Siempre he creído que había algo de ficticio y no poco de logogrifo en esas ardientes luchas literarias, nacidas al calor de pasiones meridionales. Se empeñan en hallar disparidad donde no debiera haberla, que ni el naturalismo -razón es la secta procaz e inculta que a todo se atreve, ni el idealismo verdad es la delirante quimera de una imaginación enferma.

Por esto, en cierto luminoso debate a que asistí un día sobre precedentes, desenvolvimiento y consecuencias del naturalismo en el arte, sostuve que, lejos de buscar incompatibilidad, lejos de abrir simas profundas entre el idealismo y el naturalismo, tal y como uno y otro deben entenderse, convenía, por lo contrario, mantener la idea de su enlace estrecho e íntimo, de su fusión, digámoslo así, ya que de ello dependen la bondad, la importancia, la verdad y la belleza de la obra.

Y a propósito de esto, presentaba como ejemplo nuestro Don Quijote, que tan nuestro es, que así le llamamos en vez de decir el Don Quijote de Cervantes. Este libro, que hay quien, con audacia no exenta quizá de justicia, coloca después de la Biblia, demuestra la verdad de lo que estoy sosteniendo. Allí está el naturalismo en el idealismo, el idealismo en el naturalismo. Y con una particularidad, por cierto, que ignoro si alguien ha observado antes que yo. Allí siempre Don Quijote domina a Sancho. El idealismo arrastra y se lleva siempre tras de sí al naturalismo.

Se lo confieso a V. con franqueza, amigo mío. Yo me atrevería a sostener, como tesis irrebatible que el naturalista, en el sentido recto del realismo, tiene que ser por necesidad idealista. Esta es la verdad y la verdad es eterna, como lo es la belleza. De aquí que todo lo feo se esconda y se apague, mientras que todo lo bello luce y brilla; de aquí que todo lo falso pase y muera, mientras que todo lo verdadero queda y vive.

Por esto pasará, y pasará pronto, esa ventolera que nos arroja el Pirineo.

Y así como no entiendo ese naturalismo moderno en la manera y forma que se explica y ejerce, así entiendo menos aún que esos nuevos naturalistas se atribuyan el monopolio del progreso y del liberalismo, constituyéndose en representantes y apóstoles únicos del moderno movimiento liberal.

La pretensión es singular y atrevida.

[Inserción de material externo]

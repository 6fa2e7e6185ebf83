//! A single customer order moving through the pipeline.
//!
//! # Ownership
//! An `Order` is a value that is *moved* from stage to stage:
//! waiter → [`BoundedWorkQueue`](crate::framework::BoundedWorkQueue) → dispatcher →
//! exactly one chef → [`CompletionStore`](crate::framework::CompletionStore) → waiter.
//! It is intentionally not `Clone`, so only the current owner can mutate it.
//!
//! # Lifecycle
//! `Created → Cooking → Ready`. Transitions only move forward; see
//! [`Order::start_cooking`] and [`Order::finish_cooking`].

use crate::model::OrderError;
use serde::{Deserialize, Serialize};
use std::fmt::Display;
use std::sync::atomic::{AtomicU64, Ordering};
use std::time::{Duration, Instant};

static NEXT_ORDER_ID: AtomicU64 = AtomicU64::new(1);

/// Type-safe identifier for Orders.
#[derive(Debug, Clone, Copy, PartialEq, Eq, Hash, PartialOrd, Ord, Serialize, Deserialize)]
pub struct OrderId(pub u64);

impl OrderId {
    /// Allocates the next process-wide identity. Identities are never reused.
    pub fn next() -> Self {
        Self(NEXT_ORDER_ID.fetch_add(1, Ordering::Relaxed))
    }
}

impl Display for OrderId {
    fn fmt(&self, f: &mut std::fmt::Formatter<'_>) -> std::fmt::Result {
        write!(f, "#{}", self.0)
    }
}

#[derive(Debug, Clone, Copy, PartialEq, Eq, PartialOrd, Ord, Serialize, Deserialize)]
pub enum OrderStatus {
    Created,
    Cooking,
    Ready,
}

impl Display for OrderStatus {
    fn fmt(&self, f: &mut std::fmt::Formatter<'_>) -> std::fmt::Result {
        let label = match self {
            OrderStatus::Created => "created",
            OrderStatus::Cooking => "cooking",
            OrderStatus::Ready => "ready",
        };
        f.write_str(label)
    }
}

#[derive(Debug)]
pub struct Order {
    id: OrderId,
    customer: String,
    dish: String,
    waiter: String,
    status: OrderStatus,
    created_at: Instant,
    cooking_started_at: Option<Instant>,
    ready_at: Option<Instant>,
}

impl Order {
    /// Creates a new Order instance.
    ///
    /// # Arguments
    /// * `customer` - Name of the guest who ordered
    /// * `dish` - Dish label as it appears on the menu
    /// * `waiter` - Name of the waiter who took the order and will pick it up
    ///
    /// The order gets a fresh [`OrderId`] and starts in [`OrderStatus::Created`].
    pub fn new(customer: impl Into<String>, dish: impl Into<String>, waiter: impl Into<String>) -> Self {
        Self {
            id: OrderId::next(),
            customer: customer.into(),
            dish: dish.into(),
            waiter: waiter.into(),
            status: OrderStatus::Created,
            created_at: Instant::now(),
            cooking_started_at: None,
            ready_at: None,
        }
    }

    pub fn id(&self) -> OrderId {
        self.id
    }

    pub fn customer(&self) -> &str {
        &self.customer
    }

    pub fn dish(&self) -> &str {
        &self.dish
    }

    pub fn waiter(&self) -> &str {
        &self.waiter
    }

    pub fn status(&self) -> OrderStatus {
        self.status
    }

    pub fn created_at(&self) -> Instant {
        self.created_at
    }

    pub fn cooking_started_at(&self) -> Option<Instant> {
        self.cooking_started_at
    }

    pub fn ready_at(&self) -> Option<Instant> {
        self.ready_at
    }

    /// `Created → Cooking`, stamping the start time.
    pub fn start_cooking(&mut self) -> Result<(), OrderError> {
        self.transition(OrderStatus::Created, OrderStatus::Cooking)?;
        self.cooking_started_at = Some(Instant::now());
        Ok(())
    }

    /// `Cooking → Ready`, stamping the end time.
    pub fn finish_cooking(&mut self) -> Result<(), OrderError> {
        self.transition(OrderStatus::Cooking, OrderStatus::Ready)?;
        self.ready_at = Some(Instant::now());
        Ok(())
    }

    fn transition(&mut self, expected: OrderStatus, to: OrderStatus) -> Result<(), OrderError> {
        if self.status != expected {
            return Err(OrderError::InvalidTransition {
                id: self.id,
                from: self.status,
                to,
            });
        }
        self.status = to;
        Ok(())
    }

    /// Time spent in the kitchen. `None` until the order is ready.
    pub fn cooking_time(&self) -> Option<Duration> {
        match (self.status, self.cooking_started_at, self.ready_at) {
            (OrderStatus::Ready, Some(start), Some(end)) => Some(end.saturating_duration_since(start)),
            _ => None,
        }
    }

    /// Time from taking the order until it was ready. `None` until the order is ready.
    pub fn total_time(&self) -> Option<Duration> {
        match (self.status, self.ready_at) {
            (OrderStatus::Ready, Some(end)) => Some(end.saturating_duration_since(self.created_at)),
            _ => None,
        }
    }

    pub fn summary(&self) -> OrderSummary {
        OrderSummary {
            id: self.id,
            customer: self.customer.clone(),
            dish: self.dish.clone(),
            waiter: self.waiter.clone(),
            status: self.status,
        }
    }
}

impl Display for Order {
    fn fmt(&self, f: &mut std::fmt::Formatter<'_>) -> std::fmt::Result {
        write!(
            f,
            "Order {}: {} for {} (waiter: {}, status: {})",
            self.id, self.dish, self.customer, self.waiter, self.status
        )
    }
}

/// Read-only, serializable view of an [`Order`] used in status reports.
#[derive(Debug, Clone, PartialEq, Eq, Serialize, Deserialize)]
pub struct OrderSummary {
    pub id: OrderId,
    pub customer: String,
    pub dish: String,
    pub waiter: String,
    pub status: OrderStatus,
}

#[cfg(test)]
mod tests {
    use super::*;

    #[test]
    fn ids_increase_monotonically() {
        let first = Order::new("Alice", "Burger", "Waiter Igor");
        let second = Order::new("Bob", "Burger", "Waiter Igor");
        assert!(second.id() > first.id());
    }

    #[test]
    fn lifecycle_moves_forward_with_ordered_timestamps() {
        let mut order = Order::new("Alice", "Burger", "Waiter Igor");
        assert_eq!(order.status(), OrderStatus::Created);
        assert!(order.cooking_time().is_none());
        assert!(order.total_time().is_none());

        order.start_cooking().unwrap();
        assert_eq!(order.status(), OrderStatus::Cooking);
        assert!(order.cooking_time().is_none());

        order.finish_cooking().unwrap();
        assert_eq!(order.status(), OrderStatus::Ready);

        let started = order.cooking_started_at().unwrap();
        let ready = order.ready_at().unwrap();
        assert!(order.created_at() <= started);
        assert!(started <= ready);
        assert!(order.total_time().unwrap() >= order.cooking_time().unwrap());
    }

    #[test]
    fn status_never_regresses() {
        let mut order = Order::new("Alice", "Burger", "Waiter Igor");

        let err = order.finish_cooking().unwrap_err();
        assert_eq!(
            err,
            OrderError::InvalidTransition {
                id: order.id(),
                from: OrderStatus::Created,
                to: OrderStatus::Ready,
            }
        );
        assert_eq!(order.status(), OrderStatus::Created);

        order.start_cooking().unwrap();
        assert!(order.start_cooking().is_err());
        order.finish_cooking().unwrap();
        assert!(order.start_cooking().is_err());
        assert!(order.finish_cooking().is_err());
        assert_eq!(order.status(), OrderStatus::Ready);
    }

    #[test]
    fn summary_mirrors_order() {
        let order = Order::new("Maria", "Lasagna", "Waiter Anna");
        let summary = order.summary();
        assert_eq!(summary.id, order.id());
        assert_eq!(summary.dish, "Lasagna");
        assert_eq!(summary.status, OrderStatus::Created);
        assert!(order.to_string().contains("Lasagna for Maria"));
    }
}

Si algo de ello pudiera haber, sería precisamente todo lo contrario.

El idealismo podrá ser, es y será siempre comienzo de una revolución moral, o religiosa, o política, o literaria, o filosófica, o artística, es decir, un génesis. El naturalismo, en la forma que se entiende, sólo puede ser un término, una conclusión, un fin, es decir, un éxodo.

Las épocas en que dominó la escuela naturalista pura lo fueron de tiranía, de esclavitud, de servilismo o de decadencia. Ahí están sino los naturalistas de Roma. Las épocas de idealismo, por lo contrario, fueron siempre las precursoras de revoluciones políticas, de grandeza patria y de regeneración social.

Aquellos idealistas, aquellos soñadores, aquellos visionarios que en un rincón de Judea se agruparon junto a Jesús, regeneraron el mundo.

En nuestros tiempos, en los míos al menos, cuando el comienzo de mi vida literaria, aquellos románticos melenudos, objeto hoy de burlas y desdén, fueron los precursores de la revolución, gracias a la cual pueden hoy discutir y escribir con entera libertad los naturalistas.